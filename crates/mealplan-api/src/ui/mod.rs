//! # Form UI
//!
//! Server-rendered HTML for the planner. Each card posts an urlencoded form
//! back to the service, which applies the same document edits as the JSON
//! API and redirects to `/` (Post/Redirect/Get).
//!
//! ## Routes
//!
//! - `GET /` — the planner page
//! - `POST /ui/recipes` — add a recipe from the entry form
//! - `POST /ui/plan` — set or clear one day
//! - `POST /ui/grocery` — add/remove rows in the working copy, or save it
//!
//! Failures never leave the user with a blank response: the page is
//! re-rendered with an error banner and the matching status code.

pub mod forms;
pub mod render;

use axum::extract::rejection::FormRejection;
use axum::extract::State;
use axum::http::StatusCode;
use axum::response::{Html, IntoResponse, Redirect, Response};
use axum::routing::{get, post};
use axum::{Form, Router};
use mealplan_core::{Day, Document, GroceryList, RecipeId};

use crate::error::AppError;
use crate::extractors::extract_form;
use crate::state::AppState;

use self::forms::{GroceryAction, GroceryEdit, PlanForm, RecipeForm};
use self::render::PageView;

/// Build the UI router.
pub fn router() -> Router<AppState> {
    Router::new()
        .route("/", get(index))
        .route("/ui/recipes", post(add_recipe))
        .route("/ui/plan", post(set_day))
        .route("/ui/grocery", post(edit_grocery))
}

/// Overrides applied when re-rendering after a failed or partial action.
#[derive(Default)]
struct Rerender {
    recipe_form: Option<RecipeForm>,
    grocery: Option<GroceryList>,
    error: Option<AppError>,
}

/// Render the page from the current document plus `overrides`.
fn render_page(state: &AppState, overrides: Rerender) -> Response {
    let (document, load_error) = match state.load() {
        Ok(doc) => (doc, None),
        Err(err) => (Document::default(), Some(AppError::from(err))),
    };
    let error = overrides.error.or(load_error);

    let status = error
        .as_ref()
        .map(AppError::status)
        .unwrap_or(StatusCode::OK);
    if let Some(AppError::Internal(detail)) = &error {
        tracing::error!(error = %detail, "ui request failed");
    }
    let banner = error.as_ref().map(AppError::public_message);

    let recipe_form = overrides.recipe_form.unwrap_or_else(RecipeForm::fresh);
    let grocery = overrides
        .grocery
        .unwrap_or_else(|| document.grocery.clone());

    let html = render::page(&PageView {
        document: &document,
        grocery: &grocery,
        recipe_form: &recipe_form,
        banner: banner.as_deref(),
    });
    (status, Html(html)).into_response()
}

fn failed(state: &AppState, error: AppError) -> Response {
    render_page(
        state,
        Rerender {
            error: Some(error),
            ..Rerender::default()
        },
    )
}

async fn index(State(state): State<AppState>) -> Response {
    render_page(&state, Rerender::default())
}

async fn add_recipe(
    State(state): State<AppState>,
    body: Result<Form<RecipeForm>, FormRejection>,
) -> Response {
    let form = match extract_form(body) {
        Ok(form) => form,
        Err(err) => return failed(&state, err),
    };
    let new = form.to_new_recipe();
    if let Err(err) = new.validate() {
        return render_page(
            &state,
            Rerender {
                recipe_form: Some(form),
                error: Some(err.into()),
                ..Rerender::default()
            },
        );
    }

    match state.update(|doc| doc.add_recipe(new).map_err(AppError::from)) {
        Ok(recipe) => {
            tracing::info!(id = %recipe.id, title = %recipe.title, "recipe added from form");
            Redirect::to("/").into_response()
        }
        Err(err) => render_page(
            &state,
            Rerender {
                recipe_form: Some(form),
                error: Some(err),
                ..Rerender::default()
            },
        ),
    }
}

async fn set_day(
    State(state): State<AppState>,
    body: Result<Form<PlanForm>, FormRejection>,
) -> Response {
    let result = extract_form(body).and_then(|form| {
        let day: Day = form.day.parse()?;
        let recipe = Some(form.recipe.trim())
            .filter(|r| !r.is_empty())
            .map(RecipeId::new);
        state.update(|doc| {
            doc.plan.set_day(day, recipe);
            Ok::<_, AppError>(())
        })?;
        tracing::debug!(collection = "plan", %day, "document saved");
        Ok(())
    });
    match result {
        Ok(()) => Redirect::to("/").into_response(),
        Err(err) => failed(&state, err),
    }
}

async fn edit_grocery(
    State(state): State<AppState>,
    body: Result<Form<Vec<(String, String)>>, FormRejection>,
) -> Response {
    let edit = match extract_form(body).and_then(GroceryEdit::from_pairs) {
        Ok(edit) => edit,
        Err(err) => return failed(&state, err),
    };
    let mut items = edit.items;

    match edit.action {
        GroceryAction::Add => {
            items.push_blank();
            render_page(
                &state,
                Rerender {
                    grocery: Some(items),
                    ..Rerender::default()
                },
            )
        }
        GroceryAction::Remove(index) => {
            let error = match items.remove_at(index) {
                Some(_) => None,
                None => Some(AppError::BadRequest(format!("no grocery row {index}"))),
            };
            render_page(
                &state,
                Rerender {
                    grocery: Some(items),
                    error,
                    ..Rerender::default()
                },
            )
        }
        GroceryAction::Save => {
            let count = items.len();
            let saved = state.update(|doc| {
                let mut list = items.clone();
                list.adopt_extras(&doc.grocery);
                doc.grocery = list;
                Ok::<_, AppError>(())
            });
            match saved {
                Ok(()) => {
                    tracing::debug!(collection = "grocery", count, "document saved");
                    Redirect::to("/").into_response()
                }
                Err(err) => render_page(
                    &state,
                    Rerender {
                        grocery: Some(items),
                        error: Some(err),
                        ..Rerender::default()
                    },
                ),
            }
        }
    }
}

The task>
The records shown above must be returned in full, exactly as written.

Exercise output>
filename crates/mealplan-api/src/ui/mod.rs
//! # Form UI
//!
//! Server-rendered HTML for the planner. Each card posts an urlencoded form
//! back to the service, which applies the same document edits as the JSON
//! API and redirects to `/` (Post/Redirect/Get).
//!
//! ## Routes
//!
//! - `GET /` — the planner page
//! - `POST /ui/recipes` — add a recipe from the entry form
//! - `POST /ui/plan` — set or clear one day
//! - `POST /ui/grocery` — add/remove rows in the working copy, or save it
//!
//! Failures never leave the user with a blank response: the page is
//! re-rendered with an error banner and the matching status code.

pub mod forms;
pub mod render;

use axum::extract::rejection::FormRejection;
use axum::extract::State;
use axum::http::StatusCode;
use axum::response::{Html, IntoResponse, Redirect, Response};
use axum::routing::{get, post};
use axum::{Form, Router};
use mealplan_core::{Day, Document, GroceryList, RecipeId};

use crate::error::AppError;
use crate::extractors::extract_form;
use crate::state::AppState;

use self::forms::{GroceryAction, GroceryEdit, PlanForm, RecipeForm};
use self::render::PageView;

/// Build the UI router.
pub fn router() -> Router<AppState> {
    Router::new()
        .route("/", get(index))
        .route("/ui/recipes", post(add_recipe))
        .route("/ui/plan", post(set_day))
        .route("/ui/grocery", post(edit_grocery))
}

/// Overrides applied when re-rendering after a failed or partial action.
#[derive(Default)]
struct Rerender {
    recipe_form: Option<RecipeForm>,
    grocery: Option<GroceryList>,
    error: Option<AppError>,
}

/// Render the page from the current document plus `overrides`.
fn render_page(state: &AppState, overrides: Rerender) -> Response {
    let (document, load_error) = match state.load() {
        Ok(doc) => (doc, None),
        Err(err) => (Document::default(), Some(AppError::from(err))),
    };
    let error = overrides.error.or(load_error);

    let status = error
        .as_ref()
        .map(AppError::status)
        .unwrap_or(StatusCode::OK);
    if let Some(AppError::Internal(detail)) = &error {
        tracing::error!(error = %detail, "ui request failed");
    }
    let banner = error.as_ref().map(AppError::public_message);

    let recipe_form = overrides.recipe_form.unwrap_or_else(RecipeForm::fresh);
    let grocery = overrides
        .grocery
        .unwrap_or_else(|| document.grocery.clone());

    let html = render::page(&PageView {
        document: &document,
        grocery: &grocery,
        recipe_form: &recipe_form,
        banner: banner.as_deref(),
    });
    (status, Html(html)).into_response()
}

fn failed(state: &AppState, error: AppError) -> Response {
    render_page(
        state,
        Rerender {
            error: Some(error),
            ..Rerender::default()
        },
    )
}

async fn index(State(state): State<AppState>) -> Response {
    render_page(&state, Rerender::default())
}

async fn add_recipe(
    State(state): State<AppState>,
    body: Result<Form<RecipeForm>, FormRejection>,
) -> Response {
    let form = match extract_form(body) {
        Ok(form) => form,
        Err(err) => return failed(&state, err),
    };
    let new = form.to_new_recipe();
    if let Err(err) = new.validate() {
        return render_page(
            &state,
            Rerender {
                recipe_form: Some(form),
                error: Some(err.into()),
                ..Rerender::default()
            },
        );
    }

    match state.update(|doc| doc.add_recipe(new).map_err(AppError::from)) {
        Ok(recipe) => {
            tracing::info!(id = %recipe.id, title = %recipe.title, "recipe added from form");
            Redirect::to("/").into_response()
        }
        Err(err) => render_page(
            &state,
            Rerender {
                recipe_form: Some(form),
                error: Some(err),
                ..Rerender::default()
            },
        ),
    }
}

async fn set_day(
    State(state): State<AppState>,
    body: Result<Form<PlanForm>, FormRejection>,
) -> Response {
    let result = extract_form(body).and_then(|form| {
        let day: Day = form.day.parse()?;
        let recipe = Some(form.recipe.trim())
            .filter(|r| !r.is_empty())
            .map(RecipeId::new);
        state.update(|doc| {
            doc.plan.set_day(day, recipe);
            Ok::<_, AppError>(())
        })?;
        tracing::debug!(collection = "plan", %day, "document saved");
        Ok(())
    });
    match result {
        Ok(()) => Redirect::to("/").into_response(),
        Err(err) => failed(&state, err),
    }
}

async fn edit_grocery(
    State(state): State<AppState>,
    body: Result<Form<Vec<(String, String)>>, FormRejection>,
) -> Response {
    let edit = match extract_form(body).and_then(GroceryEdit::from_pairs) {
        Ok(edit) => edit,
        Err(err) => return failed(&state, err),
    };
    let mut items = edit.items;

    match edit.action {
        GroceryAction::Add => {
            items.push_blank();
            render_page(
                &state,
                Rerender {
                    grocery: Some(items),
                    ..Rerender::default()
                },
            )
        }
        GroceryAction::Remove(index) => {
            let error = match items.remove_at(index) {
                Some(_) => None,
                None => Some(AppError::BadRequest(format!("no grocery row {index}"))),
            };
            render_page(
                &state,
                Rerender {
                    grocery: Some(items),
                    error,
                    ..Rerender::default()
                },
            )
        }
        GroceryAction::Save => {
            let count = items.len();
            let saved = state.update(|doc| {
                let mut list = items.clone();
                list.adopt_extras(&doc.grocery);
                doc.grocery = list;
                Ok::<_, AppError>(())
            });
            match saved {
                Ok(()) => {
                    tracing::debug!(collection = "grocery", count, "document saved");
                    Redirect::to("/").into_response()
                }
                Err(err) => render_page(
                    &state,
                    Rerender {
                        grocery: Some(items),
                        error: Some(err),
                        ..Rerender::default()
                    },
                ),
            }
        }
    }
}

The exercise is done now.